Aim of the task
Word for word, restate every line of the listing that follows.

····················

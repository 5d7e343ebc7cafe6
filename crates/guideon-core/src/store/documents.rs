// ── Document ledger store ──
//
// Read-only list of knowledge-base uploads. Document ids are opaque
// strings assigned by the upload pipeline, so this store keeps a plain
// ordered list rather than an id-keyed collection.

use crate::filter::DocumentFilter;
use crate::model::{DocumentEntry, DocumentStatus};
use crate::page::{PageView, Pager};

/// In-memory view over uploaded documents.
pub struct DocumentLedger {
    entries: Vec<DocumentEntry>,
    filter: DocumentFilter,
    pager: Pager,
}

impl DocumentLedger {
    /// Build a ledger over an existing dataset, newest-first.
    pub fn with_entries(entries: Vec<DocumentEntry>) -> Self {
        Self {
            entries,
            filter: DocumentFilter::default(),
            pager: Pager::default(),
        }
    }

    pub fn with_page_size(mut self, page_size: usize) -> Self {
        self.pager = Pager::new(page_size);
        self
    }

    pub fn page(&self) -> PageView<DocumentEntry> {
        let filtered: Vec<&DocumentEntry> = self
            .entries
            .iter()
            .filter(|e| self.filter.matches(e))
            .collect();
        let total_count = filtered.len();
        let total_pages = self.pager.total_pages(total_count);
        let rows = self.pager.slice(&filtered).iter().map(|e| (*e).clone()).collect();

        PageView {
            rows,
            page: self.pager.page(),
            total_pages,
            total_count,
        }
    }

    pub fn len(&self) -> usize {
        self.entries.len()
    }

    pub fn is_empty(&self) -> bool {
        self.entries.is_empty()
    }

    /// Narrow to one ingestion state (`None` clears the dimension).
    /// Always resets the cursor to page 0.
    pub fn set_status_filter(&mut self, status: Option<DocumentStatus>) {
        self.filter.status = status;
        self.pager.reset();
    }

    pub fn set_page(&mut self, page: usize) {
        self.pager.set_page(page);
    }
}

····················

Answer section
repository 5d7e343ebc7cafe6
filename crates/guideon-core/src/store/documents.rs
// ── Document ledger store ──
//
// Read-only list of knowledge-base uploads. Document ids are opaque
// strings assigned by the upload pipeline, so this store keeps a plain
// ordered list rather than an id-keyed collection.

use crate::filter::DocumentFilter;
use crate::model::{DocumentEntry, DocumentStatus};
use crate::page::{PageView, Pager};

/// In-memory view over uploaded documents.
pub struct DocumentLedger {
    entries: Vec<DocumentEntry>,
    filter: DocumentFilter,
    pager: Pager,
}

impl DocumentLedger {
    /// Build a ledger over an existing dataset, newest-first.
    pub fn with_entries(entries: Vec<DocumentEntry>) -> Self {
        Self {
            entries,
            filter: DocumentFilter::default(),
            pager: Pager::default(),
        }
    }

    pub fn with_page_size(mut self, page_size: usize) -> Self {
        self.pager = Pager::new(page_size);
        self
    }

    pub fn page(&self) -> PageView<DocumentEntry> {
        let filtered: Vec<&DocumentEntry> = self
            .entries
            .iter()
            .filter(|e| self.filter.matches(e))
            .collect();
        let total_count = filtered.len();
        let total_pages = self.pager.total_pages(total_count);
        let rows = self.pager.slice(&filtered).iter().map(|e| (*e).clone()).collect();

        PageView {
            rows,
            page: self.pager.page(),
            total_pages,
            total_count,
        }
    }

    pub fn len(&self) -> usize {
        self.entries.len()
    }

    pub fn is_empty(&self) -> bool {
        self.entries.is_empty()
    }

    /// Narrow to one ingestion state (`None` clears the dimension).
    /// Always resets the cursor to page 0.
    pub fn set_status_filter(&mut self, status: Option<DocumentStatus>) {
        self.filter.status = status;
        self.pager.reset();
    }

    pub fn set_page(&mut self, page: usize) {
        self.pager.set_page(page);
    }
}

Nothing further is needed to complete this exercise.